▶ [MATERIAL FOR THIS TASK]:
- - -

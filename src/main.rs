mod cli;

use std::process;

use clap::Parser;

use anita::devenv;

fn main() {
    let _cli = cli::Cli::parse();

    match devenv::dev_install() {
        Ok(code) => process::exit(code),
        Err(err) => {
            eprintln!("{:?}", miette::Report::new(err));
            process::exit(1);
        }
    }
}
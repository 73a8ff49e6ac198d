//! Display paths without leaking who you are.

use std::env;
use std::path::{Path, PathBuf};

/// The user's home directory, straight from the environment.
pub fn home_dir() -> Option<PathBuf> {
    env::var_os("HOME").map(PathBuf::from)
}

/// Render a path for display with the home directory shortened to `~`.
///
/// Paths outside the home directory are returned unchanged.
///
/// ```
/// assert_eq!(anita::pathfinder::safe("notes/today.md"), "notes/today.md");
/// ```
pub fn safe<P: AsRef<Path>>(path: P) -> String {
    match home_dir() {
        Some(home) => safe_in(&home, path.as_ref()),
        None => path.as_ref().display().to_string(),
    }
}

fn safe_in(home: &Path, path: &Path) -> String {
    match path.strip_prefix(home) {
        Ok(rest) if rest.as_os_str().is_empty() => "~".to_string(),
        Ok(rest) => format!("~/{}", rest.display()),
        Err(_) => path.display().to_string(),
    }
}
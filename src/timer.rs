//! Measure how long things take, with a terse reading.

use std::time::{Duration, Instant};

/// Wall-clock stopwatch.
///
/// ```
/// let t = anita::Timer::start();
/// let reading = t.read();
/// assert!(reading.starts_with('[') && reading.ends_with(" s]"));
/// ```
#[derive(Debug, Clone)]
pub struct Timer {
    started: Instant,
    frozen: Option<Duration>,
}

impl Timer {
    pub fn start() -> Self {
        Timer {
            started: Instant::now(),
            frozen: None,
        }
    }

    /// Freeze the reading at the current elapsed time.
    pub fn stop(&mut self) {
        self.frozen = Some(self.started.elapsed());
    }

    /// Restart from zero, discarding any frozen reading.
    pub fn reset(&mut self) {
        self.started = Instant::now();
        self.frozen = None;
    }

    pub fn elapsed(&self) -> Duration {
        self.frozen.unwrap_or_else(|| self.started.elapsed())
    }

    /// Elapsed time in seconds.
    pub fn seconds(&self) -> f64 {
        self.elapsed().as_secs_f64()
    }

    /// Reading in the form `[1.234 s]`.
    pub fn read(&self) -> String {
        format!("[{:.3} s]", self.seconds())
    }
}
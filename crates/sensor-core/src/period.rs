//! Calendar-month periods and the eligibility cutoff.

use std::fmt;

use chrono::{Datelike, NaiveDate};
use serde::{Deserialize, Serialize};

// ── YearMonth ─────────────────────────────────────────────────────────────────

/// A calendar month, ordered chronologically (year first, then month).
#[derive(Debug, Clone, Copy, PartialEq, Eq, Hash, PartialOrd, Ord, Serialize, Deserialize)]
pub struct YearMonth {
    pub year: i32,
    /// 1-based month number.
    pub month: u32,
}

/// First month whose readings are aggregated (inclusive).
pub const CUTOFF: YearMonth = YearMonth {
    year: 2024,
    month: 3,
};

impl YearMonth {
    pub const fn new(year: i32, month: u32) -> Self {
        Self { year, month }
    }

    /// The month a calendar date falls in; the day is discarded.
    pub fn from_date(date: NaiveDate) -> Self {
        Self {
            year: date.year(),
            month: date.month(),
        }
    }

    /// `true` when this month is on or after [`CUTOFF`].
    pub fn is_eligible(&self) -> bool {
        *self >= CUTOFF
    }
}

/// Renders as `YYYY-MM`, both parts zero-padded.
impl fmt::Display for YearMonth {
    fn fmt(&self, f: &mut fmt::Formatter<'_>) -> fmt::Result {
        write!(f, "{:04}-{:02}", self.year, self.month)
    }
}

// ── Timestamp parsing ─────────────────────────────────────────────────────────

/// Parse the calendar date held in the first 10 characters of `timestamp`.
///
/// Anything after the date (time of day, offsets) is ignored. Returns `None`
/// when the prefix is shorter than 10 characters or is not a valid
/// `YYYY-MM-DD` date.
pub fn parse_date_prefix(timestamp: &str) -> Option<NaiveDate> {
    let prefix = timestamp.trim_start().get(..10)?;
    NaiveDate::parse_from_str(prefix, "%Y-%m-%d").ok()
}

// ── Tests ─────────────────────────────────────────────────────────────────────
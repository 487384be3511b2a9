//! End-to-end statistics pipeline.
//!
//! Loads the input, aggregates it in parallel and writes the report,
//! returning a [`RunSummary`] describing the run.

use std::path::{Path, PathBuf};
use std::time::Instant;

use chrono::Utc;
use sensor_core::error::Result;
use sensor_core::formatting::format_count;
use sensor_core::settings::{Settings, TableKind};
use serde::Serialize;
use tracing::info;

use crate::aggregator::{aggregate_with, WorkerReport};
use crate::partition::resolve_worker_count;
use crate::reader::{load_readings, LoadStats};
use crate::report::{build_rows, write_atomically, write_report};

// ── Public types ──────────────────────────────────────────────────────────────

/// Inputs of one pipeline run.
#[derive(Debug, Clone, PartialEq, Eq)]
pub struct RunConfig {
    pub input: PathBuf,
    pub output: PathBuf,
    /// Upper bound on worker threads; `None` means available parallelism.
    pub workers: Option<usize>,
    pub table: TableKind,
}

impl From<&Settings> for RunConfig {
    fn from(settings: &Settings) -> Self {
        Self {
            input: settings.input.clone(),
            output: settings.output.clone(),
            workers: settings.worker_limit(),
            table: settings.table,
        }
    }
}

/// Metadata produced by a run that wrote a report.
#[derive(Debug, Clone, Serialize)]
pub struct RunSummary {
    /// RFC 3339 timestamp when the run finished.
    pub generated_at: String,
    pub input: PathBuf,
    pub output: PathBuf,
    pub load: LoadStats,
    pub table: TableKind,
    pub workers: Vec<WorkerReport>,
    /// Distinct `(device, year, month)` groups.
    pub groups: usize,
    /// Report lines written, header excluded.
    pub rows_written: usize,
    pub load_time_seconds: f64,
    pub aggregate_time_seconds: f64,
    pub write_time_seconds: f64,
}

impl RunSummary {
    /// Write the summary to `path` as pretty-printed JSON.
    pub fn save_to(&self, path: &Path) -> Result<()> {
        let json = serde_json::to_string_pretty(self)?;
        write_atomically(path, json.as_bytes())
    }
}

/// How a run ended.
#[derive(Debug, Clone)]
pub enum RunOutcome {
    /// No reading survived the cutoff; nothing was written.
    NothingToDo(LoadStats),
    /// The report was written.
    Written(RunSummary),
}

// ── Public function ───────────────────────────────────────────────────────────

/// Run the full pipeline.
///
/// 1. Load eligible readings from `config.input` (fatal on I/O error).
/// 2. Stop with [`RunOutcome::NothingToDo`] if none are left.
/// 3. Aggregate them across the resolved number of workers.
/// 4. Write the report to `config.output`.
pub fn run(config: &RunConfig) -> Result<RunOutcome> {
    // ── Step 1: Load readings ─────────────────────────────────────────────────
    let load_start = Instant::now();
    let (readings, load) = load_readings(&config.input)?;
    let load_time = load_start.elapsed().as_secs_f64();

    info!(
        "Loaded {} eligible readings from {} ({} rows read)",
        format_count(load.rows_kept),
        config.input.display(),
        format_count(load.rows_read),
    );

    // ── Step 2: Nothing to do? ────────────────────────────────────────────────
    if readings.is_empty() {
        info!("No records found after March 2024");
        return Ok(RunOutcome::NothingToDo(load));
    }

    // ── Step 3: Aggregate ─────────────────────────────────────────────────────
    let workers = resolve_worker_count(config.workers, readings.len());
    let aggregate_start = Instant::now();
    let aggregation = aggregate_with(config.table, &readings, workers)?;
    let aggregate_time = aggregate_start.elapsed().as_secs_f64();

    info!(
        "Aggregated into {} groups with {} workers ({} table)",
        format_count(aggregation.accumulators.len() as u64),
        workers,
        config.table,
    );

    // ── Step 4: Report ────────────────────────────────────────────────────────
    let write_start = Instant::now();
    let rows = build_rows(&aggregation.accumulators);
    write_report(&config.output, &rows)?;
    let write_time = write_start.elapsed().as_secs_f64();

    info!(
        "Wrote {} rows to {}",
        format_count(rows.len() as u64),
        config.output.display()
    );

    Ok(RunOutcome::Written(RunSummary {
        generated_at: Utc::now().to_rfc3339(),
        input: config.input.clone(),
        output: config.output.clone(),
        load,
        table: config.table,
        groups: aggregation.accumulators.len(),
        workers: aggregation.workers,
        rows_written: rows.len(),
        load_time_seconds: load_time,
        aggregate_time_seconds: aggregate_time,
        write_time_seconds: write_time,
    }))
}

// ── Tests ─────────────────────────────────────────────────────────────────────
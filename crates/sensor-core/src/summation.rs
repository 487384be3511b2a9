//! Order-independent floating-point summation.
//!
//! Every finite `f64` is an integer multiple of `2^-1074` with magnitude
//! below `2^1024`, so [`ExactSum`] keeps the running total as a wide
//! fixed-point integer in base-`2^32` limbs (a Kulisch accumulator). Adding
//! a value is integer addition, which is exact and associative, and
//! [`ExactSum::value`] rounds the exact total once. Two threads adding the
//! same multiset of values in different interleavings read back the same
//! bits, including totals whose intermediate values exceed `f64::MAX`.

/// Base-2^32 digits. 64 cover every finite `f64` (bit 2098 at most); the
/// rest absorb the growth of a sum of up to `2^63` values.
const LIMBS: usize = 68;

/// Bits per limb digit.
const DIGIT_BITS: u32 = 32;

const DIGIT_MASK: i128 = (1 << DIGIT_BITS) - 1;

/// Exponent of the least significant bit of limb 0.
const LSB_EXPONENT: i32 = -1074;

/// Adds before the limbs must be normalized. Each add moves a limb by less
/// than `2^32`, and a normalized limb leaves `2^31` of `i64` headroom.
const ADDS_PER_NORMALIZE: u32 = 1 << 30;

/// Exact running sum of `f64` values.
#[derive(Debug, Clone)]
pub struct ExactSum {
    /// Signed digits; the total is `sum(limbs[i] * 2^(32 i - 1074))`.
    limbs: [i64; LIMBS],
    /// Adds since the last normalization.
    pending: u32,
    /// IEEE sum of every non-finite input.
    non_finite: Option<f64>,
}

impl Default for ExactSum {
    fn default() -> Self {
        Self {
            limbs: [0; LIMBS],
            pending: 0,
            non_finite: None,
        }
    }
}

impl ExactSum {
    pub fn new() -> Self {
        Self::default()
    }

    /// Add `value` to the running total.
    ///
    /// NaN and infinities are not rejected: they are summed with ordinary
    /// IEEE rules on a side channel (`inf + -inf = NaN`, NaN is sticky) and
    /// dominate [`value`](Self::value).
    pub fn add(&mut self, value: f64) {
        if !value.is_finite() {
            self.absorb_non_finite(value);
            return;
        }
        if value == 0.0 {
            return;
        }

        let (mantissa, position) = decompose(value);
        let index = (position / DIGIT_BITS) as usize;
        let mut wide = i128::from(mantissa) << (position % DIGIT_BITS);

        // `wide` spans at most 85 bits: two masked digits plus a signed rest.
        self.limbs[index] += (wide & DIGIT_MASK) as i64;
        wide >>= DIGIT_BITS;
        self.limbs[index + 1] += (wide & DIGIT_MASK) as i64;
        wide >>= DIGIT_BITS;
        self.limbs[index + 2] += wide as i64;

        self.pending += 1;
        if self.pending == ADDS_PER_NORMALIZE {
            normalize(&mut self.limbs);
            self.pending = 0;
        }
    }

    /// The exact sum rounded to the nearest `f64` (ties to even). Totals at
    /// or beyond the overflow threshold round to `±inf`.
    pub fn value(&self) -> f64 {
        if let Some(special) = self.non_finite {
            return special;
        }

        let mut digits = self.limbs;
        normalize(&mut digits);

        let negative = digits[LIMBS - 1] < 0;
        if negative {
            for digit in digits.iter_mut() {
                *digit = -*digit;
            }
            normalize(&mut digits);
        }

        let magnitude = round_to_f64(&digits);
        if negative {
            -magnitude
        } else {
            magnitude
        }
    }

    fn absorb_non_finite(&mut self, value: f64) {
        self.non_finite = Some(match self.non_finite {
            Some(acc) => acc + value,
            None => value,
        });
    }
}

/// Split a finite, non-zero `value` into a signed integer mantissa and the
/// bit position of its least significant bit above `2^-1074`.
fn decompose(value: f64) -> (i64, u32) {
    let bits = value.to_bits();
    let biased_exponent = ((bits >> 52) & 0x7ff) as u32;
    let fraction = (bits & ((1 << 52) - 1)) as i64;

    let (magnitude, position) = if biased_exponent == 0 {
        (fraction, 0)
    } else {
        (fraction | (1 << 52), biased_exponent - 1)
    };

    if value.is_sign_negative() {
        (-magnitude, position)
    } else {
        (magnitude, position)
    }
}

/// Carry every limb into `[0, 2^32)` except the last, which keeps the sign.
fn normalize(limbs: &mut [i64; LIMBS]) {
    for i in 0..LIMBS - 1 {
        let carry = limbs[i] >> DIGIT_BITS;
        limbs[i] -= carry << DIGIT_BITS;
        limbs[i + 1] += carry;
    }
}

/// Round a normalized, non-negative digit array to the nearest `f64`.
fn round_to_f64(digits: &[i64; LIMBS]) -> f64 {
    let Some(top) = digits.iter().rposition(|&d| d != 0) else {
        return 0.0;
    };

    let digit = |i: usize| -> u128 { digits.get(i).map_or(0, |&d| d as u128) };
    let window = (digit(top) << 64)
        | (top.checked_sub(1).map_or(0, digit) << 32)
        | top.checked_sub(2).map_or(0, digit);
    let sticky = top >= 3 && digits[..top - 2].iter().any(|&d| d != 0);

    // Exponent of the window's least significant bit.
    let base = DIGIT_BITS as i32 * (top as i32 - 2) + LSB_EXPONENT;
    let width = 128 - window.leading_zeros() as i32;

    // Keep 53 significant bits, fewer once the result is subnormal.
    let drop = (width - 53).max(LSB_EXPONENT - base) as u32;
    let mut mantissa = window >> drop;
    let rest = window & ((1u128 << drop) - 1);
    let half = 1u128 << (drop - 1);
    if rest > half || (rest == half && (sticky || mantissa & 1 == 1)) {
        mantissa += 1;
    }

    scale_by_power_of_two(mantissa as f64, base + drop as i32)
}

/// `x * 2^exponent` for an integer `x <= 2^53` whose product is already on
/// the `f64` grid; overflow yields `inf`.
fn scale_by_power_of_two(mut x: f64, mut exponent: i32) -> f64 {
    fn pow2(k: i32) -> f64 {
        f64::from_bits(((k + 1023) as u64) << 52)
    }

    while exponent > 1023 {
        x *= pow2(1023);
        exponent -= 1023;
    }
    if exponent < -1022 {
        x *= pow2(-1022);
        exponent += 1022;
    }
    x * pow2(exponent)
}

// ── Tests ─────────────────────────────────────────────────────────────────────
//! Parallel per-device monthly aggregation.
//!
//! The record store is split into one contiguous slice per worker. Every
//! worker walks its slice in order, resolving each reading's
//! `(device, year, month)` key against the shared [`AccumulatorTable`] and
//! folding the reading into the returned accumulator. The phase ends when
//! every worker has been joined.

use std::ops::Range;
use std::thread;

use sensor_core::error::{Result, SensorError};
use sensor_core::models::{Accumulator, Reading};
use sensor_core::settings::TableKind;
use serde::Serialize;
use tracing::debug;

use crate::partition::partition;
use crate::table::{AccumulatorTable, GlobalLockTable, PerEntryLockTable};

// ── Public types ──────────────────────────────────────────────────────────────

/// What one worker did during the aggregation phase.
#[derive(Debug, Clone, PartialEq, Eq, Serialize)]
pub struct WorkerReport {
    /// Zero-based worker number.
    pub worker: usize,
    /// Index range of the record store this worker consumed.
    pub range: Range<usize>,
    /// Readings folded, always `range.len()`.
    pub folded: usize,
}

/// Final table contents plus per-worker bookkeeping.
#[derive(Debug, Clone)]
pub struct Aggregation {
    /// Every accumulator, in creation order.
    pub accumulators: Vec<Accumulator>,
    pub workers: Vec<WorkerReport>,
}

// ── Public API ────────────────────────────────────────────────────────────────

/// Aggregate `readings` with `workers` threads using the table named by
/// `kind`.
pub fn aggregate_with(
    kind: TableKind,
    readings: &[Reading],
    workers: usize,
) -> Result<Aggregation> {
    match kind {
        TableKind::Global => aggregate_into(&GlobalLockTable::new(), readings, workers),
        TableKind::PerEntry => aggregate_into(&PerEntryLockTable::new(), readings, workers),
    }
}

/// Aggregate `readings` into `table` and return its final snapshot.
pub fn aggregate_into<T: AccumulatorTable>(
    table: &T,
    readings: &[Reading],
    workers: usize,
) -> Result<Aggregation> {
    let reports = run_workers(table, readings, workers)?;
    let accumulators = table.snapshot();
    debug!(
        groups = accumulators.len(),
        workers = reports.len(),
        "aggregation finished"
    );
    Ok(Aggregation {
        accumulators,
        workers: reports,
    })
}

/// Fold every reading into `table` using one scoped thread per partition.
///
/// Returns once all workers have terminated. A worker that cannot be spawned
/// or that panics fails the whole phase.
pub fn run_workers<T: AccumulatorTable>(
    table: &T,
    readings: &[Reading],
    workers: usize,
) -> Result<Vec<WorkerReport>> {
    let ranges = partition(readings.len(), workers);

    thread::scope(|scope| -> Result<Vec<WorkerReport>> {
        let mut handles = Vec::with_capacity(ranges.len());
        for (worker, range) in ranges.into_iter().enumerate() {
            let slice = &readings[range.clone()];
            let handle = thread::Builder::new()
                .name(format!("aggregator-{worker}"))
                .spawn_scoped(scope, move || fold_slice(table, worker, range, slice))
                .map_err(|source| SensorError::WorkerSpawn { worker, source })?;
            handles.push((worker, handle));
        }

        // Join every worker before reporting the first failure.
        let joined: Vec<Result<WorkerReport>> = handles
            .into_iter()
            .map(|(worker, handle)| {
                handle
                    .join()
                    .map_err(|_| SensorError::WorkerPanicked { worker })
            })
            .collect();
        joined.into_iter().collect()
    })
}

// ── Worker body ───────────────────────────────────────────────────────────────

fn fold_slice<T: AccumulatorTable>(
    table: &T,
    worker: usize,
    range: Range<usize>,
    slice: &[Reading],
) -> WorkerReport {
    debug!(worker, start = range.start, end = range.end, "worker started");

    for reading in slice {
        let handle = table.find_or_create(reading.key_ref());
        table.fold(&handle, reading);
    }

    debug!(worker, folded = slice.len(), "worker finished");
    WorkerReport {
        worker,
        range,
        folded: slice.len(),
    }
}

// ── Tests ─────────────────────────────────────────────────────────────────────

- - -

▶ [REQUIREMENT]: From the first line of the data above to the line containing "pub fn reset(&mut", repeat everything exactly and add nothing.

▶ [ANSWER FOR THIS EXERCISE]:
filename src/main.rs
mod cli;

use std::process;

use clap::Parser;

use anita::devenv;

fn main() {
    let _cli = cli::Cli::parse();

    match devenv::dev_install() {
        Ok(code) => process::exit(code),
        Err(err) => {
            eprintln!("{:?}", miette::Report::new(err));
            process::exit(1);
        }
    }
}
repository 73a8ff49e6ac198d
//! Display paths without leaking who you are.

use std::env;
use std::path::{Path, PathBuf};

/// The user's home directory, straight from the environment.
pub fn home_dir() -> Option<PathBuf> {
    env::var_os("HOME").map(PathBuf::from)
}

/// Render a path for display with the home directory shortened to `~`.
///
/// Paths outside the home directory are returned unchanged.
///
/// ```
/// assert_eq!(anita::pathfinder::safe("notes/today.md"), "notes/today.md");
/// ```
pub fn safe<P: AsRef<Path>>(path: P) -> String {
    match home_dir() {
        Some(home) => safe_in(&home, path.as_ref()),
        None => path.as_ref().display().to_string(),
    }
}

fn safe_in(home: &Path, path: &Path) -> String {
    match path.strip_prefix(home) {
        Ok(rest) if rest.as_os_str().is_empty() => "~".to_string(),
        Ok(rest) => format!("~/{}", rest.display()),
        Err(_) => path.display().to_string(),
    }
}
filename src/timer.rs
//! Measure how long things take, with a terse reading.

use std::time::{Duration, Instant};

/// Wall-clock stopwatch.
///
/// ```
/// let t = anita::Timer::start();
/// let reading = t.read();
/// assert!(reading.starts_with('[') && reading.ends_with(" s]"));
/// ```
#[derive(Debug, Clone)]
pub struct Timer {
    started: Instant,
    frozen: Option<Duration>,
}

impl Timer {
    pub fn start() -> Self {
        Timer {
            started: Instant::now(),
            frozen: None,
        }
    }

    /// Freeze the reading at the current elapsed time.
    pub fn stop(&mut self) {
        self.frozen = Some(self.started.elapsed());
    }

    /// Restart from zero, discarding any frozen reading.
    pub fn reset(&mut self) {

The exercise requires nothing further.